Susquehanna, River of Dreams by Susan Q. Stranahan Pdf
In Susquehanna, River of Dreams award-winning journalist Susan Q. Stranahan tells the sweeping story of one of America's great rivers – ranging in time from the Susquehanna's geologic origins to the modern threats to its eco-system, describing human settlements, industry and pollution, and recent efforts to save the river and its "drowned estuary," the Chesapeake Bay. The result is a unique natural history of the vast Susquehanna watershed and a compelling look at environmental issues of national importance.

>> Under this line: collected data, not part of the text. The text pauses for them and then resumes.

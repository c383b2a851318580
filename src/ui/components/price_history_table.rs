use dioxus::prelude::*;

use crate::domain::price_history::{percent_caption, MonthRow};
use crate::domain::format::format_number;
use crate::ui::theme;

/// Monthly price table. `names[i]` labels the column for slot `i`.
#[component]
pub fn PriceHistoryTable(rows: Vec<MonthRow>, names: Vec<String>) -> Element {
    if rows.is_empty() {
        return rsx! {
            p { class: theme::TEXT_MUTED, "No price history recorded yet." }
        };
    }

    rsx! {
        table { class: theme::TABLE,
            thead {
                tr {
                    th { "Month" }
                    for (index, name) in names.iter().enumerate() {
                        th { style: "color: {theme::slot_colour(index)}", "{name}" }
                    }
                }
            }
            tbody {
                for row in rows {
                    tr {
                        td { "{row.month}" }
                        for point in row.values {
                            td {
                                match point {
                                    Some(point) => rsx! {
                                        span { "{format_number(point.price)} bn" }
                                        span { class: "trend {theme::trend_class(point.percent)}",
                                            "{percent_caption(point.percent)}"
                                        }
                                    },
                                    None => rsx! { span { class: theme::TEXT_MUTED, "-" } },
                                }
                            }
                        }
                    }
                }
            }
        }
    }
}
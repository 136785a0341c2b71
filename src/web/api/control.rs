use axum::{extract::State, Json};
use serde::{Deserialize, Serialize};
use utoipa::ToSchema;

use crate::station::{CommandStatus, ManualCommand, TrackingMode};
use crate::web::api::error::{ApiError, ApiResult, ErrorResponse};
use crate::web::server::AppState;

#[derive(Debug, Deserialize, ToSchema)]
pub struct ModeRequest {
    pub mode: TrackingMode,
}

#[derive(Debug, Serialize, ToSchema)]
pub struct ModeResponse {
    pub mode: TrackingMode,
}

#[derive(Debug, Deserialize, ToSchema)]
pub struct TargetRequest {
    pub satellite_id: u32,
}

#[derive(Debug, Serialize, ToSchema)]
pub struct TargetResponse {
    pub satellite_id: u32,
}

#[derive(Debug, Deserialize, ToSchema)]
pub struct ManualRequest {
    pub command: ManualCommand,
}

#[derive(Debug, Serialize, ToSchema)]
pub struct ManualResponse {
    pub command: ManualCommand,
    pub status: CommandStatus,
}

#[utoipa::path(
    post,
    path = "/api/mode",
    request_body = ModeRequest,
    responses(
        (status = 200, description = "Mode changed", body = ModeResponse),
        (status = 422, description = "Unknown mode", body = ErrorResponse)
    ),
    tag = "control"
)]
pub async fn set_mode(
    State(state): State<AppState>,
    Json(request): Json<ModeRequest>,
) -> Json<ModeResponse> {
    let mut tracking = state.tracking.lock().await;
    tracking.set_mode(request.mode);
    log::info!("tracking mode set to {}", request.mode);
    Json(ModeResponse {
        mode: tracking.mode(),
    })
}

#[utoipa::path(
    post,
    path = "/api/target",
    request_body = TargetRequest,
    responses(
        (status = 200, description = "Target changed", body = TargetResponse),
        (status = 422, description = "Invalid satellite id", body = ErrorResponse)
    ),
    tag = "control"
)]
pub async fn set_target(
    State(state): State<AppState>,
    Json(request): Json<TargetRequest>,
) -> ApiResult<Json<TargetResponse>> {
    let mut tracking = state.tracking.lock().await;
    tracking
        .set_target(request.satellite_id)
        .map_err(|e| ApiError::Validation(e.to_string()))?;
    log::info!("tracking target set to {}", request.satellite_id);
    Ok(Json(TargetResponse {
        satellite_id: tracking.satellite_id(),
    }))
}

#[utoipa::path(
    post,
    path = "/api/manual",
    request_body = ManualRequest,
    responses(
        (status = 200, description = "Command queued", body = ManualResponse),
        (status = 422, description = "Unknown command", body = ErrorResponse)
    ),
    tag = "control"
)]
pub async fn manual_command(
    State(state): State<AppState>,
    Json(request): Json<ManualRequest>,
) -> Json<ManualResponse> {
    let status = state.actuator.enqueue(request.command);
    Json(ManualResponse {
        command: request.command,
        status,
    })
}

#[cfg(test)]
mod tests {
    use super::*;

    // axum's Json extractor turns these deserialization failures into
    // 422 responses before the handlers run.
    #[test]
    fn unknown_mode_fails_deserialization() {
        assert!(serde_json::from_str::<ModeRequest>(r#"{"mode": "tumble"}"#).is_err());
        let ok: ModeRequest = serde_json::from_str(r#"{"mode": "polar"}"#).unwrap();
        assert_eq!(ok.mode, TrackingMode::Polar);
    }

    #[test]
    fn non_integer_target_fails_deserialization() {
        assert!(serde_json::from_str::<TargetRequest>(r#"{"satellite_id": -5}"#).is_err());
        assert!(serde_json::from_str::<TargetRequest>(r#"{"satellite_id": 1.5}"#).is_err());
        let ok: TargetRequest = serde_json::from_str(r#"{"satellite_id": 25544}"#).unwrap();
        assert_eq!(ok.satellite_id, 25544);
    }

    #[test]
    fn unknown_command_fails_deserialization() {
        assert!(serde_json::from_str::<ManualRequest>(r#"{"command": "spin"}"#).is_err());
        let ok: ManualRequest = serde_json::from_str(r#"{"command": "stop"}"#).unwrap();
        assert_eq!(ok.command, ManualCommand::Stop);
    }

    #[test]
    fn manual_response_echoes_the_command() {
        let response = ManualResponse {
            command: ManualCommand::Up,
            status: CommandStatus::Queued,
        };
        let json = serde_json::to_value(&response).unwrap();
        assert_eq!(json["command"], "up");
        assert_eq!(json["status"], "queued");
    }
}
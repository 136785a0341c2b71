mod actuator;
mod ground_station;
mod state;

pub use actuator::{Actuator, AntennaStatus, CommandStatus, ManualCommand, NullActuator};
pub use ground_station::GroundStation;
pub use state::{StateError, TrackingMode, TrackingState};
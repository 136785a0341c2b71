mod client;
mod error;
mod types;

pub use client::{N2yoClient, DEFAULT_BASE_URL};
pub use error::N2yoError;
pub use types::PositionSample;
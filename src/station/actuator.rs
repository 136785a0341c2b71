use serde::{Deserialize, Serialize};
use strum_macros::Display;
use utoipa::ToSchema;

/// Jog command vocabulary for the antenna mount.
#[derive(Debug, Clone, Copy, PartialEq, Eq, Serialize, Deserialize, Display, ToSchema)]
#[serde(rename_all = "lowercase")]
#[strum(serialize_all = "lowercase")]
pub enum ManualCommand {
    Up,
    Down,
    Left,
    Right,
    Stop,
}

#[derive(Debug, Clone, Copy, PartialEq, Eq, Serialize, ToSchema)]
#[serde(rename_all = "lowercase")]
pub enum CommandStatus {
    Queued,
}

/// Mount status as a hardware-backed actuator would report it.
#[derive(Debug, Clone, Copy, Serialize, ToSchema)]
pub struct AntennaStatus {
    pub azimuth_deg: f64,
    pub elevation_deg: f64,
    pub moving: bool,
}

/// Hardware seam for the antenna mount. The HTTP layer depends on this
/// trait only, so a serial-backed rotator can replace the placeholder
/// without touching the handlers.
pub trait Actuator: Send + Sync {
    /// Queue a jog command for execution.
    fn enqueue(&self, command: ManualCommand) -> CommandStatus;

    /// Current mount status, if the hardware reports one.
    fn status(&self) -> Option<AntennaStatus>;
}

/// Stand-in until the rotator serial link is wired up: accepts every
/// command, moves nothing, reports nothing.
pub struct NullActuator;

impl Actuator for NullActuator {
    fn enqueue(&self, command: ManualCommand) -> CommandStatus {
        log::info!("manual command queued, no hardware attached: {}", command);
        CommandStatus::Queued
    }

    fn status(&self) -> Option<AntennaStatus> {
        None
    }
}

#[cfg(test)]
mod tests {
    use super::*;

    #[test]
    fn null_actuator_queues_every_command() {
        let actuator = NullActuator;
        for command in [
            ManualCommand::Up,
            ManualCommand::Down,
            ManualCommand::Left,
            ManualCommand::Right,
            ManualCommand::Stop,
        ] {
            assert_eq!(actuator.enqueue(command), CommandStatus::Queued);
        }
    }

    #[test]
    fn null_actuator_reports_no_antenna() {
        assert!(NullActuator.status().is_none());
    }

    #[test]
    fn command_wire_names_match_the_api() {
        assert_eq!(serde_json::to_string(&ManualCommand::Stop).unwrap(), "\"stop\"");
        assert_eq!(
            serde_json::from_str::<ManualCommand>("\"left\"").unwrap(),
            ManualCommand::Left
        );
        assert!(serde_json::from_str::<ManualCommand>("\"warp\"").is_err());
        assert_eq!(serde_json::to_string(&CommandStatus::Queued).unwrap(), "\"queued\"");
    }
}
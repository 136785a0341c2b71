use axum::{extract::State, Json};
use serde::Serialize;
use utoipa::ToSchema;

use crate::n2yo::PositionSample;
use crate::station::{AntennaStatus, TrackingMode};
use crate::web::api::error::{ApiResult, ErrorResponse};
use crate::web::server::AppState;

#[derive(Debug, Serialize, ToSchema)]
pub struct StatusResponse {
    pub mode: TrackingMode,
    pub satellite_id: u32,
    pub position: PositionSample,
    pub signal: Option<f64>,
    pub visibility_seconds: Option<i64>,
    pub antenna: Option<AntennaStatus>,
}

#[derive(Debug, Serialize, ToSchema)]
pub struct PingResponse {
    pub status: String,
}

#[utoipa::path(
    get,
    path = "/api/status",
    responses(
        (status = 200, description = "Tracking snapshot", body = StatusResponse),
        (status = 502, description = "Upstream failure", body = ErrorResponse)
    ),
    tag = "tracking"
)]
pub async fn get_status(State(state): State<AppState>) -> ApiResult<Json<StatusResponse>> {
    // Snapshot the record before going to the network; the lock is never
    // held across an upstream call.
    let (mode, satellite_id, signal) = {
        let tracking = state.tracking.lock().await;
        (tracking.mode(), tracking.satellite_id(), tracking.signal_dbm())
    };

    let position = state
        .n2yo
        .fetch_position(satellite_id, &state.config.station)
        .await?;
    let visibility_seconds = state
        .n2yo
        .estimate_visibility(
            satellite_id,
            &state.config.station,
            state.config.tracking.visibility_window_s,
        )
        .await;

    Ok(Json(StatusResponse {
        mode,
        satellite_id,
        position,
        signal,
        visibility_seconds,
        antenna: state.actuator.status(),
    }))
}

#[utoipa::path(
    get,
    path = "/api/ping",
    responses(
        (status = 200, description = "Liveness probe", body = PingResponse)
    ),
    tag = "tracking"
)]
pub async fn ping() -> Json<PingResponse> {
    Json(PingResponse {
        status: "ok".to_string(),
    })
}

#[cfg(test)]
mod tests {
    use super::*;

    #[tokio::test]
    async fn ping_always_answers_ok() {
        let Json(response) = ping().await;
        assert_eq!(response.status, "ok");
    }

    #[test]
    fn status_serializes_placeholders_as_null() {
        let response = StatusResponse {
            mode: TrackingMode::Geo,
            satellite_id: 25544,
            position: PositionSample {
                azimuth: 254.31,
                elevation: 10.0,
                timestamp: 1521354418,
            },
            signal: None,
            visibility_seconds: Some(120),
            antenna: None,
        };
        let json = serde_json::to_value(&response).unwrap();
        assert_eq!(json["mode"], "geo");
        assert_eq!(json["signal"], serde_json::Value::Null);
        assert_eq!(json["antenna"], serde_json::Value::Null);
        assert_eq!(json["visibility_seconds"], 120);
        assert_eq!(json["position"]["elevation"], 10.0);
    }
}
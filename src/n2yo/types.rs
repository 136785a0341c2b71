use serde::{Deserialize, Serialize};
use utoipa::ToSchema;

/// Single look-angle sample from the positions endpoint. The upstream
/// payload carries more fields (sub-satellite point, RA/dec); only the
/// ones the station needs are kept.
#[derive(Debug, Clone, Copy, PartialEq, Serialize, Deserialize, ToSchema)]
pub struct PositionSample {
    pub azimuth: f64,
    pub elevation: f64,
    pub timestamp: i64,
}

#[derive(Debug, Deserialize)]
pub(crate) struct PositionsResponse {
    #[serde(default)]
    pub positions: Vec<PositionSample>,
}
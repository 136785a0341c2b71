use std::time::Duration;

use chrono::Utc;
use serde::de::DeserializeOwned;

use super::error::N2yoError;
use super::types::{PositionSample, PositionsResponse};
use crate::station::GroundStation;

pub const DEFAULT_BASE_URL: &str = "https://api.n2yo.com/rest/v1/satellite";

// N2YO enforces ~1000 requests/hour per key. Not enforced locally.
const REQUEST_TIMEOUT: Duration = Duration::from_secs(10);

/// Client for the N2YO REST API. Cheap to clone; the inner reqwest
/// client is shared.
#[derive(Clone)]
pub struct N2yoClient {
    http: reqwest::Client,
    base_url: String,
    api_key: String,
}

impl N2yoClient {
    pub fn new(api_key: String, base_url: String) -> Result<Self, N2yoError> {
        let http = reqwest::Client::builder()
            .timeout(REQUEST_TIMEOUT)
            .build()?;
        Ok(Self {
            http,
            base_url,
            api_key,
        })
    }

    // N2YO appends the key after the trailing path slash, not as a
    // regular query string.
    fn positions_url(&self, satellite_id: u32, station: &GroundStation, seconds: u32) -> String {
        format!(
            "{}/positions/{}/{}/{}/{}/{}/&apiKey={}",
            self.base_url,
            satellite_id,
            station.latitude_deg,
            station.longitude_deg,
            station.altitude_m,
            seconds,
            self.api_key
        )
    }

    fn above_url(&self, station: &GroundStation, radius_deg: u32, category_id: u32) -> String {
        format!(
            "{}/above/{}/{}/{}/{}/{}/&apiKey={}",
            self.base_url,
            station.latitude_deg,
            station.longitude_deg,
            station.altitude_m,
            radius_deg,
            category_id,
            self.api_key
        )
    }

    async fn get_json<T: DeserializeOwned>(&self, url: &str) -> Result<T, N2yoError> {
        let response = self.http.get(url).send().await?;
        let status = response.status();
        if !status.is_success() {
            let message = response.text().await.unwrap_or_default();
            return Err(N2yoError::Status { status, message });
        }
        Ok(response.json().await?)
    }

    /// Current look angles for a satellite, as seen from the station.
    pub async fn fetch_position(
        &self,
        satellite_id: u32,
        station: &GroundStation,
    ) -> Result<PositionSample, N2yoError> {
        let url = self.positions_url(satellite_id, station, 1);
        let body: PositionsResponse = self.get_json(&url).await?;
        body.positions
            .first()
            .copied()
            .ok_or(N2yoError::NoPositions)
    }

    /// Objects currently above the station within `radius_deg` of zenith.
    /// The payload is passed through unmodified (`info.satcount`,
    /// `above[]`).
    pub async fn fetch_above(
        &self,
        station: &GroundStation,
        radius_deg: u32,
        category_id: u32,
    ) -> Result<serde_json::Value, N2yoError> {
        let url = self.above_url(station, radius_deg, category_id);
        self.get_json(&url).await
    }

    /// Best-effort guess at how long the satellite stays above the
    /// horizon, scanning a `window_s`-second position sequence. Upstream
    /// failures are swallowed; `None` means unknown, not an error.
    pub async fn estimate_visibility(
        &self,
        satellite_id: u32,
        station: &GroundStation,
        window_s: u32,
    ) -> Option<i64> {
        let url = self.positions_url(satellite_id, station, window_s);
        let body: PositionsResponse = match self.get_json(&url).await {
            Ok(body) => body,
            Err(e) => {
                log::warn!("visibility lookup for {} failed: {}", satellite_id, e);
                return None;
            }
        };
        Some(visible_seconds(&body.positions, Utc::now().timestamp()))
    }
}

/// Remaining above-horizon seconds judged from a position sequence:
/// timestamp of the latest sample with elevation > 0 minus `now`,
/// clamped at zero. Accuracy is bounded by the window's sample density.
pub(crate) fn visible_seconds(samples: &[PositionSample], now: i64) -> i64 {
    samples
        .iter()
        .filter(|s| s.elevation > 0.0)
        .map(|s| s.timestamp)
        .max()
        .map(|t| (t - now).max(0))
        .unwrap_or(0)
}
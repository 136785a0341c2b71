use utoipa::OpenApi;

use crate::n2yo::PositionSample;
use crate::station::{AntennaStatus, CommandStatus, ManualCommand, TrackingMode};

use super::api::above::AboveQuery;
use super::api::control::{
    ManualRequest, ManualResponse, ModeRequest, ModeResponse, TargetRequest, TargetResponse,
};
use super::api::error::ErrorResponse;
use super::api::status::{PingResponse, StatusResponse};

#[derive(OpenApi)]
#[openapi(
    paths(
        super::api::status::get_status,
        super::api::status::ping,
        super::api::above::get_above,
        super::api::control::set_mode,
        super::api::control::set_target,
        super::api::control::manual_command,
    ),
    components(
        schemas(
            StatusResponse,
            PingResponse,
            AboveQuery,
            ModeRequest,
            ModeResponse,
            TargetRequest,
            TargetResponse,
            ManualRequest,
            ManualResponse,
            ErrorResponse,
            PositionSample,
            TrackingMode,
            ManualCommand,
            CommandStatus,
            AntennaStatus,
        )
    ),
    info(
        title = "Groundlink API",
        description = "HTTP gateway for satellite tracking and antenna control",
        version = "0.1.0"
    ),
    tags(
        (name = "tracking", description = "Tracking state and N2YO lookups"),
        (name = "control", description = "Mode, target and manual antenna commands")
    )
)]
pub struct ApiDoc;
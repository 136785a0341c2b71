use thiserror::Error;

#[derive(Debug, Error)]
pub enum N2yoError {
    #[error("upstream returned {status}: {message}")]
    Status {
        status: reqwest::StatusCode,
        message: String,
    },
    #[error("no position data returned")]
    NoPositions,
    #[error("upstream request failed: {0}")]
    Transport(#[from] reqwest::Error),
}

Commerce on Early American Waterways by Earl E. Brown Pdf
Colonial pioneers began entering the logging and forestry industries in great numbers along the Allegheny and Appalachian mountains during the late 1700s and were soon producing more products than they could use. This book details how settlers used waterways to transport goods to coastal markets. Topics include the timeline of water craft construction; major figures in the development of early waterway transportation; types of goods transported; and occupational hazards from raging rapids to snowstorms. The book also features photographs, charts, and diary excerpts and an appendix detailing ark and raft construction. Twenty years of research produced one hundred and fifteen sources, ninety-five percent from historical societies, since large libraries held minimal information on the subject. For the Civil War buffs, chapters 5 through 9 give the "Woodhick's" (Pennsylvania Lumberjack) work ethic that made them a feared fighting force in the Union Army, known as the Bucktails.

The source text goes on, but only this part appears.